Root will have planned for this day, taken the advice of Cook and Vaughan. Never having captained before, he will have thought about what sort of captain he should be: creative like Vaughan, leading by example like Gooch, as unruffled under pressure as Strauss.
No plan, as they like to say in the Army, survives first contact with the enemy.
There, in the dressing room he was leaving, passing him on the stairs, waiting for him out in the middle, were the problems: an opening pair that hasn’t really been settled since Strauss’ retirement, a number three who has been dropped and recalled three times in 21 Tests, a middle order that folds like a Brompton bike.

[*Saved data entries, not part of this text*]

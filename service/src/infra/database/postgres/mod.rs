//! Postgres [`Database`] implementation.

pub mod client;
pub mod connection;
mod impls;

use deadpool_postgres::Runtime;
use derive_more::{Deref, Display, Error as StdError, From};
use tokio_postgres::{error::SqlState, NoTls};
use tracerr::Traced;

use crate::infra::database;
#[cfg(doc)]
use crate::infra::Database;

pub use refinery::embed_migrations;

pub use self::{
    client::{NonTx, Tx},
    connection::Connection,
};

pub use deadpool_postgres::Config;

/// Postgres [`Database`] client.
#[derive(Clone, Debug, Deref)]
pub struct Postgres<T = NonTx>(T);

impl Postgres {
    /// Creates a new [`Postgres`] client with the provided [`Config`].
    ///
    /// # Errors
    ///
    /// If the connection pool cannot be created out of the [`Config`].
    pub fn new(conf: &Config) -> Result<Self, Traced<database::Error>> {
        let pool = conf
            .create_pool(Some(Runtime::Tokio1), NoTls)
            .map_err(tracerr::from_and_wrap!(=> Error))
            .map_err(tracerr::map_from)?;
        Ok(Self(NonTx::from_pool(pool)))
    }
}

/// Postgres database [`Error`].
#[derive(Debug, Display, StdError, From)]
pub enum Error {
    /// [`Connection`] error.
    #[display("`Connection` error: {_0}")]
    Connection(connection::Error),

    /// Error of creating a new [`connection::Pool`].
    #[display("Failed to create a new `connection::Pool`: {_0}")]
    PoolCreation(connection::PoolCreationError),

    /// [`connection::Pool`] error.
    #[display("`connection::Pool` error: {_0}")]
    Pool(connection::PoolError),
}

impl Error {
    /// Checks whether this [`Error`] is a violation of the provided unique
    /// `constraint` (or of any unique constraint, if [`None`]).
    #[must_use]
    pub fn is_unique_violation(&self, constraint: Option<&str>) -> bool {
        let Self::Connection(e) = self else {
            return false;
        };
        e.code() == Some(&SqlState::UNIQUE_VIOLATION)
            && constraint.map_or(true, |c| {
                e.as_db_error().and_then(|e| e.constraint()) == Some(c)
            })
    }
}

impl database::Error {
    /// Checks whether this [`database::Error`] is a violation of the
    /// provided unique `constraint`.
    #[must_use]
    pub fn is_unique_violation(&self, constraint: Option<&str>) -> bool {
        match self {
            Self::Postgres(e) => e.is_unique_violation(constraint),
            #[cfg(test)]
            Self::Memory(_) => false,
        }
    }
}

You could carry on – eight Test defeats in 2016, both his main fast bowlers with more than 100 Tests on the clock, a spinner picked in Liam Dawson who is arguably more impressive with bat than ball.
In that lies the greatest challenge of all. How to think about yourself when you are suddenly responsible for the issues of others? How to keep concentration on a ball moving around at close to 90mph when there are distractions everywhere you look?

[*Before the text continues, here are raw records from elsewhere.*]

//! [`Subscription`] definitions.

#[cfg(doc)]
use common::DateTime;
use common::{define_kind, unit::Modification, DateTimeOf};
use derive_more::{AsRef, Display};
#[cfg(feature = "postgres")]
use postgres_types::{FromSql, ToSql};

#[cfg(doc)]
use crate::domain::User;

/// Billing subscription of a landlord [`User`], tied to the number of units
/// the landlord manages.
#[derive(Clone, Debug, PartialEq)]
pub struct Subscription {
    /// [`ProviderId`] of this [`Subscription`].
    pub id: ProviderId,

    /// Current [`Status`] of this [`Subscription`].
    pub status: Status,

    /// Number of units this [`Subscription`] is paid for.
    pub quantity: Quantity,

    /// [`DateTime`] when this [`Subscription`] was last changed.
    pub updated_at: ModificationDateTime,
}

/// ID of a [`Subscription`] assigned by the billing provider.
#[derive(AsRef, Clone, Debug, Display, Eq, Hash, PartialEq)]
#[as_ref(str)]
#[cfg_attr(feature = "postgres", derive(FromSql, ToSql), postgres(transparent))]
pub struct ProviderId(String);

impl ProviderId {
    /// Creates a new [`ProviderId`] if the given `id` is not blank.
    #[must_use]
    pub fn new(id: impl Into<String>) -> Option<Self> {
        let id = id.into();
        (!id.trim().is_empty() && id.len() <= 128).then_some(Self(id))
    }
}

/// Number of units a [`Subscription`] is paid for.
pub type Quantity = u32;

define_kind! {
    #[doc = "Status of a [`Subscription`]."]
    enum Status {
        #[doc = "Created, awaiting approval by the payer."]
        ApprovalPending = 1,

        #[doc = "Approved and billed."]
        Active = 2,

        #[doc = "Cancelled by the payer or the provider."]
        Cancelled = 3,

        #[doc = "Last payment was denied."]
        PaymentDenied = 4,
    }
}

define_kind! {
    #[doc = "Billing provider event changing a [`Subscription`] [`Status`]."]
    enum Event {
        #[doc = "Subscription was approved and activated."]
        Activated = 1,

        #[doc = "Subscription was cancelled."]
        Cancelled = 2,

        #[doc = "Payment for the subscription was denied."]
        PaymentDenied = 3,
    }
}

impl Event {
    /// Returns the [`Status`] a [`Subscription`] gets on this [`Event`].
    #[must_use]
    pub const fn status(self) -> Status {
        match self {
            Self::Activated => Status::Active,
            Self::Cancelled => Status::Cancelled,
            Self::PaymentDenied => Status::PaymentDenied,
        }
    }
}

/// [`DateTime`] when a [`Subscription`] was modified.
pub type ModificationDateTime = DateTimeOf<(Subscription, Modification)>;

#[cfg(test)]
mod spec {
    use super::{Event, Status};

    #[test]
    fn events_map_to_statuses() {
        assert_eq!(Event::Activated.status(), Status::Active);
        assert_eq!(Event::Cancelled.status(), Status::Cancelled);
        assert_eq!(Event::PaymentDenied.status(), Status::PaymentDenied);
        assert_eq!(Status::ApprovalPending.to_string(), "APPROVAL_PENDING");
    }
}
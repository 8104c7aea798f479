//! [`Meldung`]-related read definitions.

use crate::domain::{user, Meldung, Message, Property, Unit, User};

/// [`Meldung`] with its ownership chain resolved.
///
/// Any link may be missing (e.g. a [`Unit`] deleted after the [`Meldung`]
/// was filed).
#[derive(Clone, Debug, Default)]
pub struct Chain {
    /// The [`Meldung`] itself.
    pub meldung: Option<Meldung>,

    /// [`Unit`] the [`Meldung`] is filed against.
    pub unit: Option<Unit>,

    /// [`Property`] the [`Unit`] belongs to.
    pub property: Option<Property>,

    /// Landlord [`User`] owning the [`Property`].
    pub owner: Option<User>,
}

impl Chain {
    /// Indicates whether the provided [`User`] may access the [`Meldung`]
    /// thread.
    ///
    /// Access is denied whenever any link of this [`Chain`] is missing.
    /// Otherwise it's granted to the reporter, the assigned craftsman, the
    /// [`Property`] owner and anyone with the [`user::Role::Landlord`].
    #[must_use]
    pub fn grants(&self, user_id: user::Id, role: user::Role) -> bool {
        let (Some(meldung), Some(_), Some(property), Some(owner)) =
            (&self.meldung, &self.unit, &self.property, &self.owner)
        else {
            return false;
        };

        // FIXME: Any landlord sees any `Meldung`, including the ones of
        //        properties owned by other landlords. Needs a product
        //        decision before being restricted to `owner.id`.
        let is_landlord = role == user::Role::Landlord;

        meldung.involves(user_id) || owner.id == user_id || is_landlord
    }

    /// Returns the [`Meldung`] only if the provided [`User`] may access it,
    /// see [`Chain::grants()`].
    #[must_use]
    pub fn granted_to(
        self,
        user_id: user::Id,
        role: user::Role,
    ) -> Option<Meldung> {
        self.grants(user_id, role).then_some(self.meldung).flatten()
    }
}

/// [`Meldung`] along with its [`Message`]s.
#[derive(Clone, Debug)]
pub struct Thread {
    /// The [`Meldung`] the [`Message`]s are about.
    pub meldung: Meldung,

    /// [`Message`]s in the order they were sent.
    pub messages: Vec<Message>,
}

pub mod list {
    //! [`Meldung`]s list definitions.

    use crate::domain::user;
    #[cfg(doc)]
    use crate::domain::{Meldung, Property, User};

    /// Selector of the [`Meldung`]s visible to a [`User`], newest first.
    #[derive(Clone, Copy, Debug, Eq, PartialEq)]
    pub enum Selector {
        /// [`Meldung`]s filed by the tenant [`User`].
        Reporter(user::Id),

        /// [`Meldung`]s assigned to the craftsman [`User`].
        Assignee(user::Id),

        /// [`Meldung`]s of all the [`Property`]s owned by the landlord
        /// [`User`].
        Owner(user::Id),
    }

    impl Selector {
        /// Returns the [`Selector`] matching the provided [`user::Role`].
        #[must_use]
        pub const fn of(user_id: user::Id, role: user::Role) -> Self {
            match role {
                user::Role::Tenant => Self::Reporter(user_id),
                user::Role::Craftsman => Self::Assignee(user_id),
                user::Role::Landlord => Self::Owner(user_id),
            }
        }
    }
}
//! Macros for defining kind enums.

/// Macro for defining a kind enum.
///
/// The enum is stored as `INT2` in Postgres and exposed as a string (via
/// [`strum`] and `serde`) everywhere else. The string case defaults to
/// `SCREAMING_SNAKE_CASE` and may be overridden with `#[serialize_all]`.
/// A single variant may be renamed with `#[rename]`.
///
/// # Example
///
/// ```rust
/// use common::define_kind;
///
/// define_kind! {
///     #[doc = "Priority of a ticket."]
///     #[serialize_all = "lowercase"]
///     enum Priority {
///         #[doc = "Can wait."]
///         Low = 1,
///
///         #[doc = "Cannot wait."]
///         #[rename = "ASAP"]
///         Urgent = 2,
///     }
/// }
/// ```
///
/// [`strum`]: crate::private::strum
#[expect(clippy::module_name_repetitions, reason = "more readable")]
#[macro_export]
macro_rules! define_kind {
    (
        #[doc = $doc:literal]
        enum $name:ident {
            $(
                #[doc = $variant_doc:literal]
                $( #[rename = $rename:literal] )?
                $variant:ident = $value:expr
            ),* $(,)?
        }
    ) => {
        $crate::define_kind! {
            #[doc = $doc]
            #[serialize_all = "SCREAMING_SNAKE_CASE"]
            enum $name {
                $(
                    #[doc = $variant_doc]
                    $( #[rename = $rename] )?
                    $variant = $value,
                )*
            }
        }
    };

    (
        #[doc = $doc:literal]
        #[serialize_all = $case:literal]
        enum $name:ident {
            $(
                #[doc = $variant_doc:literal]
                $( #[rename = $rename:literal] )?
                $variant:ident = $value:expr
            ),* $(,)?
        }
    ) => {
        #[derive(
            Clone,
            Copy,
            Debug,
            $crate::private::strum::Display,
            $crate::private::strum::EnumString,
            Eq,
            Hash,
            PartialEq,
        )]
        #[cfg_attr(
            feature = "serde",
            derive(
                $crate::private::serde::Deserialize,
                $crate::private::serde::Serialize,
            ),
            serde(rename_all = $case),
        )]
        #[doc = $doc]
        #[repr(u8)]
        #[strum(serialize_all = $case)]
        pub enum $name {
            $(
                #[doc = $variant_doc]
                $(
                    #[strum(serialize = $rename)]
                    #[cfg_attr(feature = "serde", serde(rename = $rename))]
                )?
                $variant = $value,
            )*
        }

        impl $name {
            /// Converts this into its [`u8`] representation.
            #[must_use]
            pub const fn u8(self) -> u8 {
                self as u8
            }

            /// Converts the provided [`u8`] representation back.
            ///
            /// [`None`] is returned if the value doesn't match any variant.
            #[must_use]
            pub const fn from_u8(v: u8) -> Option<Self> {
                $(
                    if v == Self::$variant.u8() {
                        return Some(Self::$variant);
                    }
                )*
                None
            }
        }

        $(
            impl $crate::FromParam<$value> for $name {
                const VALUE: $name = $name::$variant;
            }
        )*

        #[cfg(feature = "postgres")]
        impl<'a> $crate::private::postgres_types::FromSql<'a> for $name {
            $crate::private::postgres_types::accepts!(INT2);

            fn from_sql(
                ty: &$crate::private::postgres_types::Type,
                raw: &[u8],
            ) -> Result<
                $name,
                Box<dyn ::std::error::Error
                    + ::core::marker::Sync
                    + ::core::marker::Send>,
            > {
                let v = u8::try_from(i16::from_sql(ty, raw)?)?;
                Self::from_u8(v).ok_or_else(|| ::std::format!(
                    "invalid `{}` value: {v}",
                    ::core::stringify!($name),
                ).into())
            }
        }

        #[cfg(feature = "postgres")]
        impl $crate::private::postgres_types::ToSql for $name {
            $crate::private::postgres_types::accepts!(INT2);
            $crate::private::postgres_types::to_sql_checked!();

            fn to_sql(
                &self,
                ty: &$crate::private::postgres_types::Type,
                w: &mut $crate::private::postgres_types::private::BytesMut,
            ) -> Result<
                $crate::private::postgres_types::IsNull,
                ::std::boxed::Box<
                    dyn ::std::error::Error
                        + ::core::marker::Sync
                        + ::core::marker::Send
                >,
            > {
                i16::from(self.u8()).to_sql(ty, w)
            }
        }
    };
}

/// Helper trait converting const parameter to a value.
pub trait FromParam<const PARAM: u8> {
    /// Value of the parameter.
    const VALUE: Self;
}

Even the best don’t always find the answer. Vaughan averaged 50 before he was made captain and 36 afterwards. Cook started brilliantly with five Test centuries in his first six matches and then failed to score another as he averaged just 27 in his first home series.
Root too was nervous in his first sorties at the crease. He lost Gary Ballance, the friend and county team-mate whose recall had been his idea, before the 50 was up and then another Yorkshire ally, Jonny Bairstow, with the score on 74. The South African attack was red-hot and lunch still being warmed up.

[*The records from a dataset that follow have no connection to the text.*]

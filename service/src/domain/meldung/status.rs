//! [`Status`] of a [`Meldung`] and its transition rules.

use common::define_kind;
use derive_more::{Display, Error};

#[cfg(doc)]
use crate::domain::Meldung;
use crate::domain::user::Role;

define_kind! {
    #[doc = "Workflow status of a [`Meldung`]."]
    enum Status {
        #[doc = "Filed by the tenant, nobody works on it yet."]
        Offen = 1,

        #[doc = "Assigned craftsman works on it."]
        InBearbeitung = 2,

        #[doc = "Craftsman reports the work as done."]
        HandwerkerErledigt = 3,

        #[doc = "Tenant confirmed the resolution."]
        Abgeschlossen = 4,

        #[doc = "Cancelled."]
        Storniert = 5,
    }
}

impl Status {
    /// Initial [`Status`] of every [`Meldung`].
    pub const INITIAL: Self = Self::Offen;

    /// Indicates whether no further work happens in this [`Status`].
    #[must_use]
    pub const fn is_terminal(self) -> bool {
        matches!(self, Self::Abgeschlossen | Self::Storniert)
    }

    /// Checks whether a user of the provided [`Role`] may move a [`Meldung`]
    /// from this [`Status`] into the `to` one.
    ///
    /// Craftsmen follow the work order strictly, tenants may only confirm a
    /// finished job.
    ///
    /// # Errors
    ///
    /// With [`InvalidTransition`] if the transition is not allowed.
    pub fn transition(
        self,
        role: Role,
        to: Self,
    ) -> Result<Self, InvalidTransition> {
        let allowed = match role {
            Role::Craftsman => matches!(
                (self, to),
                (Self::Offen, Self::InBearbeitung)
                    | (Self::InBearbeitung, Self::HandwerkerErledigt),
            ),
            Role::Tenant => matches!(
                (self, to),
                (Self::HandwerkerErledigt, Self::Abgeschlossen),
            ),
            // FIXME: Landlords update the status unguarded, cancellation
            //        included, until the product decides on a table for them.
            Role::Landlord => true,
        };
        if allowed {
            Ok(to)
        } else {
            Err(InvalidTransition { from: self, to })
        }
    }
}

/// Error of a [`Status`] transition not allowed by the workflow.
#[derive(Clone, Copy, Debug, Display, Eq, Error, PartialEq)]
#[display("`{from}` -> `{to}` transition is not allowed")]
pub struct InvalidTransition {
    /// [`Status`] the transition started from.
    pub from: Status,

    /// Rejected target [`Status`].
    pub to: Status,
}

/// Converts a stored status string into a [`Status`], accepting the legacy
/// lowercase spellings (`neu`, `in_bearbeitung`, `erledigt`, ...).
///
/// Applied when reading rows and importing data only. Every write stores the
/// canonical [`Status`] representation.
///
/// # Errors
///
/// If the string is neither a canonical nor a legacy [`Status`].
pub fn normalize(raw: &str) -> Result<Status, strum::ParseError> {
    let raw = raw.trim();
    match raw.to_ascii_lowercase().as_str() {
        "neu" => Ok(Status::Offen),
        "erledigt" => Ok(Status::HandwerkerErledigt),
        _ => raw.to_ascii_uppercase().parse(),
    }
}

#[cfg(test)]
mod spec {
    use crate::domain::user::Role;

    use super::{normalize, InvalidTransition, Status};

    const ALL: [Status; 5] = [
        Status::Offen,
        Status::InBearbeitung,
        Status::HandwerkerErledigt,
        Status::Abgeschlossen,
        Status::Storniert,
    ];

    #[test]
    fn craftsman_follows_strict_table() {
        for from in ALL {
            for to in ALL {
                let res = from.transition(Role::Craftsman, to);
                let allowed = matches!(
                    (from, to),
                    (Status::Offen, Status::InBearbeitung)
                        | (Status::InBearbeitung, Status::HandwerkerErledigt),
                );
                if allowed {
                    assert_eq!(res, Ok(to));
                } else {
                    assert_eq!(res, Err(InvalidTransition { from, to }));
                }
            }
        }
    }

    #[test]
    fn craftsman_cannot_skip_or_leave_done() {
        assert!(Status::Offen
            .transition(Role::Craftsman, Status::HandwerkerErledigt)
            .is_err());
        for to in ALL {
            assert!(Status::HandwerkerErledigt
                .transition(Role::Craftsman, to)
                .is_err());
        }
    }

    #[test]
    fn tenant_only_confirms_finished_work() {
        for from in ALL {
            for to in ALL {
                let res = from.transition(Role::Tenant, to);
                if from == Status::HandwerkerErledigt
                    && to == Status::Abgeschlossen
                {
                    assert!(res.is_ok());
                } else {
                    assert_eq!(res, Err(InvalidTransition { from, to }));
                }
            }
        }
    }

    #[test]
    fn landlord_is_unguarded() {
        for from in ALL {
            assert_eq!(
                from.transition(Role::Landlord, Status::Storniert),
                Ok(Status::Storniert),
            );
        }
    }

    #[test]
    fn normalizes_legacy_strings() {
        assert_eq!(normalize("neu"), Ok(Status::Offen));
        assert_eq!(normalize("in_bearbeitung"), Ok(Status::InBearbeitung));
        assert_eq!(normalize("Abgeschlossen"), Ok(Status::Abgeschlossen));
        assert_eq!(normalize("erledigt"), Ok(Status::HandwerkerErledigt));
        assert_eq!(normalize(" storniert "), Ok(Status::Storniert));
        assert_eq!(
            normalize("HANDWERKER_ERLEDIGT"),
            Ok(Status::HandwerkerErledigt),
        );
        assert!(normalize("unknown").is_err());
    }

    #[test]
    fn displays_canonical_names() {
        assert_eq!(Status::InBearbeitung.to_string(), "IN_BEARBEITUNG");
        assert_eq!(
            InvalidTransition {
                from: Status::Offen,
                to: Status::Abgeschlossen,
            }
            .to_string(),
            "`OFFEN` -> `ABGESCHLOSSEN` transition is not allowed",
        );
    }
}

Twice he could have followed them back through the pavilion’s white gate, once top-edging an anxious hook just past the substitute fielder at deep fine leg, then driving loosely outside off-stump and watching stricken as JP Duminy in the gully let the ball crash through his upturned fingers and away.
Slowly he pushed the diversions away. On a pitch devoid of demons and slowly baking in the sun, he stuck around and then, with Ben Stokes similarly disciplined, put away the bad balls from Morne Morkel and left-arm spinner Keshav Maharaj.
His first 50 came up off 89 balls, his second from just 61. That is how good Test batting works, but only he and Stokes, for a while, were able to demonstrate that.
You could have forgiven him for a wild celebration when his century came up, sweeping Maharaj fine for a sprinted three. Tension needs its release.
Instead he stayed in control, a little clench of the left fist, a quick squeeze with partner Moeen Ali, even as the capacity ground stood to salute. More to do, an advantage to be pressed home.
On he went, picking up the pace, finding the gaps. His next 50 runs took 42 balls. When Maharaj did have him stumped, dancing down the track with heavy feet, it turned out to be a no-ball.
That fortune and this start will not insulate Root from all that is to come. Cook and Strauss also scored centuries in their first matches as Test captains. So too did Kevin Pietersen, and we all know how that ended.
Root’s contemporaries in the current world order have also marked their directorial debuts in the same fashion. India’s Virat Kohli made 115 on his big day, Steve Smith 133 on his for Australia.
There will be stomach-churners he won’t even see coming, just as Strauss could never have guessed that his star batsman would be caught sending offensive text messages about him to a rival captain, or Cook foreseen that one of his young players would be punched by the opposition opening batsman in a theme bar.
Sometimes it will be the little stuff that wears him down. Vaughan reckoned he made around 150 small decisions every day of a Test match, death by a thousand ifs and buts.
Sometimes it will be the things he can do nothing about. “Luck is the number one thing,” the late Richie Benaud told me a few years ago when I asked him about the secret to successful Test captaincy.
“If you’re not lucky, it doesn’t matter how good you are. You might make a couple of decisions: a bowling change, a fellow gets a wicket; an hour later, you make another bowling change, the chap goes for 16 off his first over.”
All aboard the rollercoaster. Enjoy the ride, if you can.